E, quindi, l’unica spiegazione della scelta di non disciplinare tale profilo – al netto dell’eventualità che la scelta sia dipesa dall’impossibilità di identificare una soluzione condivisa nei tempi serrati nei quali si è inteso intervenire a disciplinare la materia – è che si sia ritenuta la disciplina sulla protezione dei dati personali sufficiente a governare il fenomeno.

Personalmente ho qualche dubbio al riguardo ma su questo torno più avanti.

Le basi giuridiche teoricamente utili

In questa prospettiva, almeno osservando la fattispecie dalla prospettiva della disciplina europea, le basi giuridiche utili a consentire a chicchessia un trattamento di dati personali quale quello di cui si discute – raccolta massiva online di qualsiasi tipo di dato personale per qualsiasi finalità e da chiunque pubblicato – sembrano, almeno astrattamente, solo tre: la legge, il consenso e il legittimo interesse.

La prima deve essere subito esclusa giacché, come si è detto, non ci sono, allo stato, leggi che autorizzino questo genere di operazione di trattamento.

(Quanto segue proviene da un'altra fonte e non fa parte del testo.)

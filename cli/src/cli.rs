//! # CLI Interface
//!
//! Defines the command-line argument structure for the `clink` binary
//! using `clap` derive. Two subcommands: `demo` and `version`.

use clap::{Parser, Subcommand};

use crate::logging::LogFormat;

/// CLINK ledger command-line harness.
///
/// Constructs an in-process ledger and drives it through a scripted
/// deployment scenario: role grants, minting, transfers, delegated
/// transfers, a pause round-trip, and a burn. The resulting event journal
/// is printed as JSON.
#[derive(Parser, Debug)]
#[command(
    name = "clink",
    about = "CLINK ledger command-line harness",
    version,
    propagate_version = true
)]
pub struct ClinkCli {
    /// Subcommand to execute.
    #[command(subcommand)]
    pub command: Commands,
}

/// Top-level subcommands for the CLINK binary.
#[derive(Subcommand, Debug)]
pub enum Commands {
    /// Run the scripted deployment scenario against a fresh ledger.
    Demo(DemoArgs),
    /// Print version information and exit.
    Version,
}

/// Arguments for the `demo` subcommand.
#[derive(Parser, Debug)]
pub struct DemoArgs {
    /// Genesis issuance, in whole tokens, credited to the deployer.
    #[arg(long, env = "CLINK_INITIAL_SUPPLY", default_value_t = 100_000_000)]
    pub initial_supply: u64,

    /// Hard supply cap, in whole tokens. Immutable once the ledger exists.
    #[arg(long, env = "CLINK_MAX_SUPPLY", default_value_t = 1_000_000_000)]
    pub max_supply: u64,

    /// Log output format.
    #[arg(long, value_enum, default_value_t = LogFormat::Pretty)]
    pub log_format: LogFormat,

    /// Skip the JSON journal dump at the end of the run.
    #[arg(long)]
    pub no_journal: bool,
}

Fuor di teoria, la concreta possibilità di ricorrere, alla seconda, ovvero al consenso almeno laddove i dati personali oggetto di raccolta massiva a mezzo webscraping appartengono a una congerie indistinta e sconosciuta di interessati – come avviene quando si pesca a strascico nell’intero web – sembra da escludere perché, evidentemente, non si può chiedere un consenso a soggetti indeterminati e, almeno in una certa misura, indeterminabili.

Potrebbe essere diversa la questione – sulla quale, tuttavia, qui non mi soffermo – relativa all’eventualità, pure presente sul mercato, che taluno intenda trattare ai fini dell’addestramento degli algoritmi dati personali riconducibili a un numero chiuso di soggetti determinati perché, ad esempio, utenti di proprie properties digitali.

Il legittimo interesse come base giuridica per il webscraping strumentale all’addestramento degli algoritmi

L’unica base giuridica utile, almeno in astratto, a legittimare la raccolta massiva di dati personali dal web resta, dunque, il legittimo interesse.

E, qui, è, tuttavia, subito necessaria una precisazione non di poco conto.

Il legittimo interesse, infatti, come è noto non può in alcun caso rappresentare condizione legittimante il trattamento di dati personali di carattere particolare (salute, sesso, religione, politica ecc.).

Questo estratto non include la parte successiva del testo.